Just an idea regarding load balancing and NAT using the Path header:
When having a scenario like this:
[uac] -> [nat] -> [sip loadbalancer] -> [sip proxy]
Then I could construct a Path header like the following at the load
balancer for REGISTERs:
Path: <sip:<own-address;lr>, <sip:<received-address>;lr>;nat=yes
Maybe is better to have: Path:
<sip:own-address;lr;received=received-address> for the server in front
of nat (load balancer).
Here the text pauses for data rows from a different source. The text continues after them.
impl<'a> RunOrchestrator<'a> {
    /// Creates a new orchestrator.
    pub fn new(
        config: &'a HarnessConfig,
        matrix: &'a ScenarioMatrix,
        opts: RunOrchestratorOpts,
    ) -> Self {
        Self {
            config,
            matrix,
            opts,
            builds: BuildOrchestrator::new(config, opts.build_output),
            runner: ScenarioRunner::new(
                config,
                ScenarioRunnerOpts {
                    discarded_stderr: opts.discarded_stderr,
                },
            ),
            coverage: CoverageRelocator::new(config, opts.coverage),
        }
    }

    /// Returns the units a run would execute, in order.
    ///
    /// `hygiene` is only honored for verification runs without filters.
    pub fn plan(&self, mode: RunMode, filters: &[String], hygiene: bool) -> Vec<UnitId> {
        self.plan_units(mode, filters, hygiene)
            .iter()
            .map(PlannedUnit::id)
            .collect()
    }

    /// Builds the tool and library, runs the selected scenarios against their references, and
    /// finally checks that a clean leaves no build artifacts behind.
    pub fn verify(
        &self,
        filters: &[String],
        hygiene: bool,
        reporter: &mut Reporter<'_>,
    ) -> Result<RunStats, RunError> {
        let units = self.plan_units(RunMode::Verify, filters, hygiene);
        self.execute(RunMode::Verify, &units, reporter)
    }

    /// Builds the tool and library, and overwrites the reference file of each selected scenario
    /// with fresh output.
    pub fn regenerate(
        &self,
        filters: &[String],
        reporter: &mut Reporter<'_>,
    ) -> Result<RunStats, RunError> {
        let units = self.plan_units(RunMode::Regenerate, filters, false);
        self.execute(RunMode::Regenerate, &units, reporter)
    }

    /// Cleans the source tree and checks that no build artifacts are left behind.
    pub fn clean(&self, reporter: &mut Reporter<'_>) -> Result<RunStats, RunError> {
        self.execute(RunMode::Clean, &[PlannedUnit::Hygiene], reporter)
    }

    fn plan_units(&self, mode: RunMode, filters: &[String], hygiene: bool) -> Vec<PlannedUnit<'a>> {
        if mode == RunMode::Clean {
            return vec![PlannedUnit::Hygiene];
        }

        let selected: Vec<&'a Scenario> = self
            .matrix
            .iter()
            .filter(|scenario| scenario.matches_filters(filters))
            .collect();
        if selected.is_empty() {
            return Vec::new();
        }

        let needs_build = |target: BuildTarget| {
            selected.iter().any(|scenario| match mode {
                RunMode::Regenerate => {
                    scenario.reference().is_some() && scenario.program.build_target() == target
                }
                RunMode::Verify | RunMode::Clean => match target {
                    BuildTarget::Standalone => scenario.needs_standalone(),
                    BuildTarget::LibraryTest => scenario.needs_library(),
                },
            })
        };
        let (library, tool): (Vec<_>, Vec<_>) = selected
            .iter()
            .copied()
            .partition(|scenario| scenario.needs_library());

        let mut units = Vec::new();
        if needs_build(BuildTarget::Standalone) {
            units.push(PlannedUnit::Build(self.build_config(BuildTarget::Standalone)));
        }
        units.extend(tool.into_iter().map(PlannedUnit::Scenario));

        if needs_build(BuildTarget::LibraryTest) {
            let build = self.build_config(BuildTarget::LibraryTest);
            if mode == RunMode::Verify {
                units.push(PlannedUnit::Build(build.with_xml_backend(false)));
            }
            units.push(PlannedUnit::Build(build));
        }
        units.extend(library.into_iter().map(PlannedUnit::Scenario));

        if mode == RunMode::Verify && hygiene && filters.is_empty() {
            units.push(PlannedUnit::Hygiene);
        }
        units
    }

    fn build_config(&self, target: BuildTarget) -> BuildConfig {
        BuildConfig::new(target).with_coverage(self.opts.coverage)
    }

    fn execute(
        &self,
        mode: RunMode,
        units: &[PlannedUnit<'a>],
        reporter: &mut Reporter<'_>,
    ) -> Result<RunStats, RunError> {
        let run_start = Instant::now();
        let mut stats = RunStats::new(units.len());
        reporter.report_event(ReporterEvent::RunStarted {
            mode,
            unit_count: units.len(),
            start_time: Local::now().fixed_offset(),
        })?;

        // Builds that failed, keyed by what they produce.
        let mut failed_builds: BTreeMap<BuildTarget, UnitId> = BTreeMap::new();
        let last_library_scenario = units.iter().rposition(|unit| {
            matches!(unit, PlannedUnit::Scenario(scenario) if scenario.needs_library())
        });

        for (index, unit) in units.iter().enumerate() {
            let id = unit.id();
            reporter.report_event(ReporterEvent::UnitStarted { unit: &id })?;

            let start = Instant::now();
            let status = match unit {
                PlannedUnit::Build(build) => {
                    let status = self.run_build(build)?;
                    // Only the XML-backed library build produces the executables that scenarios
                    // run.
                    if status.is_failure() && build.xml_backend {
                        failed_builds.insert(build.target, id.clone());
                    }
                    status
                }
                PlannedUnit::Scenario(scenario) => {
                    match blocking_build(scenario, &failed_builds) {
                        Some(build) => UnitStatus::NotRun {
                            reason: NotRunReason::BuildFailed(build.clone()),
                        },
                        None => match mode {
                            RunMode::Regenerate => self.regenerate_scenario(scenario),
                            RunMode::Verify | RunMode::Clean => self.verify_scenario(scenario),
                        },
                    }
                }
                PlannedUnit::Hygiene => self.run_hygiene()?,
            };
            let status = if Some(index) == last_library_scenario {
                self.relocate_coverage(status)
            } else {
                status
            };
            let result = UnitResult {
                status,
                time_taken: start.elapsed(),
            };

            stats.on_unit_finished(&id, &result.status);
            reporter.report_event(ReporterEvent::UnitFinished {
                unit: &id,
                result: &result,
            })?;
        }

        reporter.report_event(ReporterEvent::RunFinished {
            stats,
            elapsed: run_start.elapsed(),
        })?;
        Ok(stats)
    }

    fn run_build(&self, build: &BuildConfig) -> Result<UnitStatus, RunError> {
        let outcome = self
            .builds
            .build(build)
            .map_err(|error| RunError::BuildExec {
                target: build.target,
                error,
            })?;

        let status = match outcome {
            BuildOutcome::Success => UnitStatus::Passed,
            BuildOutcome::Failed { exit_code } => failed(FailureDetail::BuildFailed {
                command: self.builds.command(build).to_string(),
                exit_code,
            }),
        };

        if build.target == BuildTarget::LibraryTest && !build.xml_backend {
            // Notes from this build would be mistaken for those of the XML-backed build.
            return Ok(self.discard_coverage_notes(status));
        }
        Ok(status)
    }

    fn discard_coverage_notes(&self, status: UnitStatus) -> UnitStatus {
        match self.coverage.discard_notes() {
            Ok(removed) => {
                debug!("removed {} coverage notes files", removed.len());
                status
            }
            Err(error) => with_coverage_error(status, error),
        }
    }

    /// Moves coverage data out of the source root after the last library scenario, whatever its
    /// outcome.
    fn relocate_coverage(&self, status: UnitStatus) -> UnitStatus {
        match self.coverage.relocate() {
            Ok(moved) => {
                debug!("relocated {} coverage files", moved.len());
                status
            }
            Err(error) => with_coverage_error(status, error),
        }
    }

    fn verify_scenario(&self, scenario: &Scenario) -> UnitStatus {
        let mut store = ArtifactStore::new();
        let status = self.verify_scenario_in(scenario, &mut store);
        close_store(store);
        status
    }

    fn verify_scenario_in(&self, scenario: &Scenario, store: &mut ArtifactStore) -> UnitStatus {
        let execution = match self.runner.run(scenario, store, StdoutTarget::Temp) {
            Ok(execution) => execution,
            Err(error) => return failed(FailureDetail::Exec(error)),
        };
        if let Some(status) = check_exit_code(scenario, &execution) {
            return status;
        }

        let output = self.config.output();
        match &scenario.check {
            ScenarioCheck::ExitCodeOnly => UnitStatus::Passed,
            ScenarioCheck::Golden { reference } => {
                let reference_path = self.config.source_root().join(reference);
                let actual =
                    match NormalizedOutput::from_path(&execution.stdout_path, &output.comment_marker)
                    {
                        Ok(actual) => actual,
                        Err(error) => return failed(FailureDetail::ReferenceRead(error)),
                    };
                let expected = match NormalizedOutput::from_path(
                    &reference_path,
                    &output.comment_marker,
                ) {
                    Ok(expected) => expected,
                    Err(error) => return failed(FailureDetail::ReferenceRead(error)),
                };

                match compare(actual.lines(), expected.lines()) {
                    Comparison::Match => UnitStatus::Passed,
                    Comparison::Mismatch(mismatch) => failed(FailureDetail::OutputMismatch {
                        reference: reference.clone(),
                        mismatch,
                    }),
                }
            }
            ScenarioCheck::SummaryMatch { standalone_args } => {
                let standalone = match self.runner.run_standalone(standalone_args, store) {
                    Ok(standalone) => standalone,
                    Err(error) => return failed(FailureDetail::Exec(error)),
                };

                let summaries = [&standalone, &execution].map(|execution| {
                    NormalizedOutput::from_path(&execution.stdout_path, &output.comment_marker)
                        .map(|normalized| normalized.summary(&output.summary_prefixes))
                });
                let [standalone_summary, library_summary] = summaries;
                let (standalone_summary, library_summary) =
                    match (standalone_summary, library_summary) {
                        (Ok(standalone), Ok(library)) => (standalone, library),
                        (Err(error), _) | (_, Err(error)) => {
                            return failed(FailureDetail::ReferenceRead(error));
                        }
                    };

                match compare_summaries(standalone_summary.lines(), library_summary.lines()) {
                    Comparison::Match => UnitStatus::Passed,
                    Comparison::Mismatch(mismatch) => {
                        failed(FailureDetail::SummaryMismatch { mismatch })
                    }
                }
            }
        }
    }

    fn regenerate_scenario(&self, scenario: &Scenario) -> UnitStatus {
        let Some(reference) = scenario.reference() else {
            return UnitStatus::Skipped {
                reason: SkipReason::NoReference,
            };
        };
        let reference_path = self.config.source_root().join(reference);
        let reference_dir = reference_path
            .parent()
            .unwrap_or_else(|| self.config.source_root());

        // Output goes to a temporary file next to the reference, which then replaces the
        // reference in a single rename.
        let temp_file = match fs_err::create_dir_all(reference_dir).and_then(|()| {
            camino_tempfile::Builder::new()
                .prefix(".golden-trace-")
                .suffix(".out.tmp")
                .tempfile_in(reference_dir)
        }) {
            Ok(temp_file) => temp_file,
            Err(error) => {
                return failed(FailureDetail::ReferenceWrite(ReferenceWriteError::new(
                    &reference_path,
                    error,
                )));
            }
        };

        let mut store = ArtifactStore::new();
        let execution = self.runner.run(
            scenario,
            &mut store,
            StdoutTarget::Path(temp_file.path().to_owned()),
        );
        close_store(store);

        let execution = match execution {
            Ok(execution) => execution,
            Err(error) => return failed(FailureDetail::Exec(error)),
        };
        if let Some(status) = check_exit_code(scenario, &execution) {
            return status;
        }

        match temp_file.persist(&reference_path) {
            Ok(_) => UnitStatus::Regenerated {
                reference: reference.to_owned(),
            },
            Err(error) => failed(FailureDetail::ReferenceWrite(ReferenceWriteError::new(
                &reference_path,
                error.error,
            ))),
        }
    }

    fn run_hygiene(&self) -> Result<UnitStatus, RunError> {
        let outcome = self.builds.clean().map_err(|error| RunError::BuildExec {
            target: BuildTarget::Standalone,
            error,
        })?;
        if let BuildOutcome::Failed { exit_code } = outcome {
            return Ok(failed(FailureDetail::CleanFailed {
                command: self.builds.clean_command().to_string(),
                exit_code,
            }));
        }

        let status = match self.builds.scan_hygiene() {
            Ok(report) if report.is_clean() => UnitStatus::Passed,
            Ok(report) => failed(FailureDetail::Hygiene(report)),
            Err(error) => failed(FailureDetail::HygieneScan(error)),
        };
        Ok(status)
    }
}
When loose_route() process the header it can
take the received parameter and use it as dst_uri if no other Route
header is present.
Otherwise I see troubles to process a Route header which does not have
server's address -- think about peering with other SIP networks where
you cannot control what the server will add as parameters to Record-Route.
Cheers,
Daniel
Which is saved at the sip proxy when acting as registrar and will be
converted into a Route header for subsequent requests towards the uac.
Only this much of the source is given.